══ Provided material ══

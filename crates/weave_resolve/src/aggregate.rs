//! Net/Parameter Aggregator: binds the realized objects together.

use tracing::debug;
use weave_db::{Database, ObjectId};
use weave_diagnostics::DiagnosticSink;

use crate::error::ResolveError;
use crate::errors;

/// Joins the realized objects of a connection into the net `signal`.
///
/// Nothing is created when realization produced no objects.
pub fn aggregate_net(
    db: &mut Database,
    sink: &DiagnosticSink,
    request: &str,
    signal: &str,
    objects: Vec<ObjectId>,
) -> Result<Vec<ObjectId>, ResolveError> {
    if objects.is_empty() {
        sink.emit(errors::warn_nothing_realized(request));
        return Ok(objects);
    }
    let net = db.add_net(signal, &objects)?;
    debug!(net = %db.describe(net), members = objects.len(), "net aggregated");
    Ok(objects)
}

/// Stamps the constant `parameter` attribute on every realized object.
pub fn tag_parameter(
    db: &mut Database,
    sink: &DiagnosticSink,
    request: &str,
    name: &str,
    objects: Vec<ObjectId>,
) -> Result<Vec<ObjectId>, ResolveError> {
    if objects.is_empty() {
        sink.emit(errors::warn_nothing_realized(request));
        return Ok(objects);
    }
    for &object in &objects {
        db.attr_set(object, "parameter", name, true)?;
    }
    debug!(parameter = name, objects = objects.len(), "parameter tagged");
    Ok(objects)
}

#[cfg(test)]
mod tests {
    use super::*;

    #[test]
    fn empty_realization_creates_no_net() {
        let mut db = Database::new();
        let sink = DiagnosticSink::new();
        let out = aggregate_net(&mut db, &sink, "connection a", "a", Vec::new()).unwrap();
        assert!(out.is_empty());
        assert!(db.net_by_name("a").is_none());
        assert_eq!(sink.diagnostics()[0].code, errors::W302);
    }

    #[test]
    fn parameter_attribute_is_constant() {
        let mut db = Database::new();
        let m = db.add_module("M", false, false).unwrap();
        let p = db.add_parameter(m, "W", "1", false).unwrap();
        let sink = DiagnosticSink::new();
        tag_parameter(&mut db, &sink, "parameter W", "W", vec![p]).unwrap();
        assert_eq!(db.attr_get(p, "parameter"), Some("W"));
        assert!(db.attr_set(p, "parameter", "X", false).is_err());
    }
}
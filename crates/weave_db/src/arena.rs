//! Generic arena for dense, ID-indexed storage of database objects.
//!
//! The [`Arena`] is the sole owner of everything it stores. Containers
//! elsewhere in the database hold [`ArenaId`] handles, never references, so
//! dropping or clearing the arena is the only way objects die.

use std::marker::PhantomData;
use std::ops::{Index, IndexMut};

/// Trait for opaque ID types used as arena keys.
///
/// Implementors must provide a bijection between `u32` indices and the ID type.
pub trait ArenaId: Copy {
    /// Creates an ID from a raw `u32` index.
    fn from_raw(index: u32) -> Self;

    /// Returns the raw `u32` index.
    fn as_raw(self) -> u32;
}

/// A dense, ID-indexed container.
///
/// Items are always appended (never reordered or removed individually),
/// making IDs stable until the whole arena is cleared.
#[derive(Debug, Clone)]
pub struct Arena<I: ArenaId, T> {
    items: Vec<T>,
    _marker: PhantomData<I>,
}

impl<I: ArenaId, T> Default for Arena<I, T> {
    fn default() -> Self {
        Self::new()
    }
}

impl<I: ArenaId, T> Arena<I, T> {
    /// Creates a new, empty arena.
    pub fn new() -> Self {
        Self {
            items: Vec::new(),
            _marker: PhantomData,
        }
    }

    /// Returns the ID the next [`alloc`](Self::alloc) will hand out.
    pub fn next_id(&self) -> I {
        I::from_raw(self.items.len() as u32)
    }

    /// Allocates a new item in the arena and returns its ID.
    pub fn alloc(&mut self, item: T) -> I {
        let id = self.next_id();
        self.items.push(item);
        id
    }

    /// Returns a reference to the item with the given ID, if it exists.
    pub fn try_get(&self, id: I) -> Option<&T> {
        self.items.get(id.as_raw() as usize)
    }

    /// Returns a mutable reference to the item with the given ID, if it exists.
    pub fn try_get_mut(&mut self, id: I) -> Option<&mut T> {
        self.items.get_mut(id.as_raw() as usize)
    }

    /// Returns the number of items in the arena.
    pub fn len(&self) -> usize {
        self.items.len()
    }

    /// Returns `true` if the arena contains no items.
    pub fn is_empty(&self) -> bool {
        self.items.is_empty()
    }

    /// Drops every item. All previously issued IDs become invalid.
    pub fn clear(&mut self) {
        self.items.clear();
    }

    /// Iterates over `(ID, &T)` pairs in allocation order.
    pub fn iter(&self) -> impl Iterator<Item = (I, &T)> {
        self.items
            .iter()
            .enumerate()
            .map(|(i, item)| (I::from_raw(i as u32), item))
    }
}

impl<I: ArenaId, T> Index<I> for Arena<I, T> {
    type Output = T;

    /// Panics on a handle this arena never issued (or issued before `clear`).
    fn index(&self, id: I) -> &T {
        &self.items[id.as_raw() as usize]
    }
}

impl<I: ArenaId, T> IndexMut<I> for Arena<I, T> {
    fn index_mut(&mut self, id: I) -> &mut T {
        &mut self.items[id.as_raw() as usize]
    }
}
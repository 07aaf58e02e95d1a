//! Parsing and validation of `weave.toml` configuration files.
//!
//! This crate reads the configuration file and produces a strongly-typed
//! [`WeaveConfig`], from which the diagnostic policy and renderer used during
//! hierarchy resolution are derived.

#![warn(missing_docs)]

pub mod error;
pub mod loader;
pub mod types;

pub use error::ConfigError;
pub use loader::{load_config, load_config_from_str, CONFIG_FILE_NAME};
pub use types::*;
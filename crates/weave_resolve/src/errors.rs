//! Diagnostic codes and helper functions for hierarchy resolution.
//!
//! Error codes `E300`--`E303` cover hops that could not be realized; the
//! rest of the request still goes through. Warning codes `W300`--`W302`
//! cover requests that were resolved differently than asked, or not at all.

use weave_diagnostics::{Category, Diagnostic, DiagnosticCode};

/// Generated object id already exists.
pub const E300: DiagnosticCode = DiagnosticCode {
    category: Category::Error,
    number: 300,
};

/// Instance hop without a name assigned by its parent.
pub const E301: DiagnosticCode = DiagnosticCode {
    category: Category::Error,
    number: 301,
};

/// Content requested inside a resource module.
pub const E302: DiagnosticCode = DiagnosticCode {
    category: Category::Error,
    number: 302,
};

/// Local parameter requested where the resolved root is not a module.
pub const E303: DiagnosticCode = DiagnosticCode {
    category: Category::Error,
    number: 303,
};

/// Conflicting directions escalated to bidirectional.
pub const W300: DiagnosticCode = DiagnosticCode {
    category: Category::Warning,
    number: 300,
};

/// Not enough hierarchy information to realize anything.
pub const W301: DiagnosticCode = DiagnosticCode {
    category: Category::Warning,
    number: 301,
};

/// Realization produced no objects.
pub const W302: DiagnosticCode = DiagnosticCode {
    category: Category::Warning,
    number: 302,
};

/// Creates a diagnostic for a generated object whose id is taken.
pub fn error_id_collision(request: &str, id: &str) -> Diagnostic {
    Diagnostic::error(E300, format!("cannot create `{id}`: id already exists"))
        .with_subject(id)
        .with_note(format!("while resolving {request}"))
        .with_help("this hop is skipped; choose a different local name for the endpoint")
}

/// Creates a diagnostic for an instance hop with no connection name.
pub fn error_missing_parent_name(request: &str, instance: &str) -> Diagnostic {
    Diagnostic::error(
        E301,
        format!("no name assigned to instance `{instance}` by its parent"),
    )
    .with_subject(instance)
    .with_note(format!("while resolving {request}"))
}

/// Creates a diagnostic for content requested inside a resource module.
pub fn error_resource_content(request: &str, what: &str, module: &str) -> Diagnostic {
    Diagnostic::error(
        E302,
        format!("cannot create {what} in resource module `{module}`"),
    )
    .with_subject(module)
    .with_note(format!("while resolving {request}"))
}

/// Creates a diagnostic for a local parameter at a non-module root.
pub fn error_local_param_root(request: &str, root: &str) -> Diagnostic {
    Diagnostic::error(
        E303,
        format!("local parameter requested but resolved root `{root}` is not a module"),
    )
    .with_subject(root)
    .with_note(format!("while resolving {request}"))
}

/// Creates a warning for a direction conflict.
pub fn warn_direction_conflict(request: &str, id: &str) -> Diagnostic {
    Diagnostic::warning(
        W300,
        format!("conflicting directions at `{id}`, using bidirectional"),
    )
    .with_subject(id)
    .with_note(format!("while resolving {request}"))
}

/// Creates a warning for a request that collapsed to nothing.
pub fn warn_insufficient_hierarchy(request: &str) -> Diagnostic {
    Diagnostic::warning(W301, "insufficient hierarchy information, nothing to realize")
        .with_subject(request)
        .with_help("name the hops explicitly or add endpoints in other branches")
}

/// Creates a warning for a request that produced no objects.
pub fn warn_nothing_realized(request: &str) -> Diagnostic {
    Diagnostic::warning(W302, "no objects were generated").with_subject(request)
}
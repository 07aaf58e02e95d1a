//! Error types for configuration loading and validation.

/// Errors that can occur when loading or validating a `weave.toml` configuration.
#[derive(Debug, thiserror::Error)]
pub enum ConfigError {
    /// An I/O error occurred while reading the configuration file.
    #[error("failed to read configuration: {0}")]
    IoError(#[from] std::io::Error),

    /// The TOML content could not be parsed.
    #[error("failed to parse configuration: {0}")]
    ParseError(String),

    /// A configuration value failed validation.
    #[error("validation error: {0}")]
    ValidationError(String),
}
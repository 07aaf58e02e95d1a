//! Internal error type for violated object-graph invariants.

/// The result type for operations that can only fail through an internal error.
pub type WeaveResult<T> = Result<T, InternalError>;

/// An internal error: the object graph contradicts its own invariants.
///
/// Typical causes are a handle that points at an object of the wrong kind
/// (a port where an instance was expected) or a hierarchy walk that never
/// reaches a root. Valid input never produces one. User mistakes such as
/// duplicate names are reported through typed errors or diagnostics instead;
/// a front end receiving an `InternalError` should stop, since continuing
/// risks generating wrong connectivity.
#[derive(Debug, Clone, PartialEq, Eq, thiserror::Error)]
#[error("internal error: {message}")]
pub struct InternalError {
    /// Description of the violated invariant.
    pub message: String,
}

impl InternalError {
    /// Creates a new internal error with the given message.
    pub fn new(message: impl Into<String>) -> Self {
        Self {
            message: message.into(),
        }
    }
}

impl From<String> for InternalError {
    fn from(message: String) -> Self {
        Self { message }
    }
}
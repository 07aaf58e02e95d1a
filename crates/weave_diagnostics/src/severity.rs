//! Diagnostic severity levels ordered from least to most severe.

use serde::{Deserialize, Serialize};
use std::fmt;

/// The severity level of a diagnostic message.
///
/// Ordered from least severe (`Help`) to most severe (`Error`), matching the
/// derived `PartialOrd`/`Ord` implementation based on declaration order.
#[derive(Clone, Copy, PartialEq, Eq, PartialOrd, Ord, Hash, Debug, Serialize, Deserialize)]
#[serde(rename_all = "lowercase")]
pub enum Severity {
    /// A helpful suggestion that doesn't indicate a problem.
    Help,
    /// An informational note providing additional context.
    Note,
    /// A potential issue; the request still completed.
    Warning,
    /// A definite problem; part of a request was not carried out.
    Error,
}

impl Severity {
    /// Returns `true` if this severity is [`Error`](Severity::Error).
    pub fn is_error(self) -> bool {
        self == Severity::Error
    }
}

impl fmt::Display for Severity {
    fn fmt(&self, f: &mut fmt::Formatter<'_>) -> fmt::Result {
        match self {
            Severity::Help => write!(f, "help"),
            Severity::Note => write!(f, "note"),
            Severity::Warning => write!(f, "warning"),
            Severity::Error => write!(f, "error"),
        }
    }
}

#[cfg(test)]
mod tests {
    use super::*;

    #[test]
    fn ordering() {
        assert!(Severity::Help < Severity::Note);
        assert!(Severity::Note < Severity::Warning);
        assert!(Severity::Warning < Severity::Error);
    }

    #[test]
    fn is_error() {
        assert!(Severity::Error.is_error());
        assert!(!Severity::Warning.is_error());
    }

    #[test]
    fn display() {
        assert_eq!(format!("{}", Severity::Error), "error");
        assert_eq!(format!("{}", Severity::Warning), "warning");
        assert_eq!(format!("{}", Severity::Note), "note");
        assert_eq!(format!("{}", Severity::Help), "help");
    }

    #[test]
    fn deserialize_lowercase() {
        let s: Severity = serde_json::from_str("\"warning\"").unwrap();
        assert_eq!(s, Severity::Warning);
    }
}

═══

Among the records, find each line where the word "PhantomData" occurs, and copy it.

Response to the exercise -
use std::marker::PhantomData;
    _marker: PhantomData<I>,
            _marker: PhantomData,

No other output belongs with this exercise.